#![deny(missing_docs)]
//! Shared logging utilities for the mirror workspace.
//!
//! This crate provides the `mirror_*` logging macros used across the
//! codebase and a minimal test initializer for the global logger.

/// Logs a trace-level message using the global logging facade.
#[macro_export]
macro_rules! mirror_trace {
    ($($arg:tt)*) => {{
        log::trace!($($arg)*);
    }};
}

/// Logs a debug-level message using the global logging facade.
#[macro_export]
macro_rules! mirror_debug {
    ($($arg:tt)*) => {{
        log::debug!($($arg)*);
    }};
}

/// Logs an info-level message using the global logging facade.
#[macro_export]
macro_rules! mirror_info {
    ($($arg:tt)*) => {{
        log::info!($($arg)*);
    }};
}

/// Logs a warn-level message using the global logging facade.
#[macro_export]
macro_rules! mirror_warn {
    ($($arg:tt)*) => {{
        log::warn!($($arg)*);
    }};
}

/// Logs an error-level message using the global logging facade.
#[macro_export]
macro_rules! mirror_error {
    ($($arg:tt)*) => {{
        log::error!($($arg)*);
    }};
}

/// Initializes a simple terminal logger for use in unit tests.
///
/// This safely no-ops if another logger has already been initialized.
pub fn initialize_for_tests() {
    use simplelog::{ColorChoice, CombinedLogger, Config, TermLogger, TerminalMode};

    // Use debug level in debug builds, info in release builds.
    let level = if cfg!(debug_assertions) {
        log::LevelFilter::Debug
    } else {
        log::LevelFilter::Info
    };

    // Ignore the error if a logger was already set by another test.
    let _ = CombinedLogger::init(vec![TermLogger::new(
        level,
        Config::default(),
        TerminalMode::Mixed,
        ColorChoice::Auto,
    )]);
}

——————————

EXERCISE DESCRIPTION: Give back exactly the lines from the one that contains "log::error!($($arg)*);" to the end of the material, both ends kept, and no other line.

RESULT OF THIS TASK:
        log::error!($($arg)*);
    }};
}

/// Initializes a simple terminal logger for use in unit tests.
///
/// This safely no-ops if another logger has already been initialized.
pub fn initialize_for_tests() {
    use simplelog::{ColorChoice, CombinedLogger, Config, TermLogger, TerminalMode};

    // Use debug level in debug builds, info in release builds.
    let level = if cfg!(debug_assertions) {
        log::LevelFilter::Debug
    } else {
        log::LevelFilter::Info
    };

    // Ignore the error if a logger was already set by another test.
    let _ = CombinedLogger::init(vec![TermLogger::new(
        level,
        Config::default(),
        TerminalMode::Mixed,
        ColorChoice::Auto,
    )]);
}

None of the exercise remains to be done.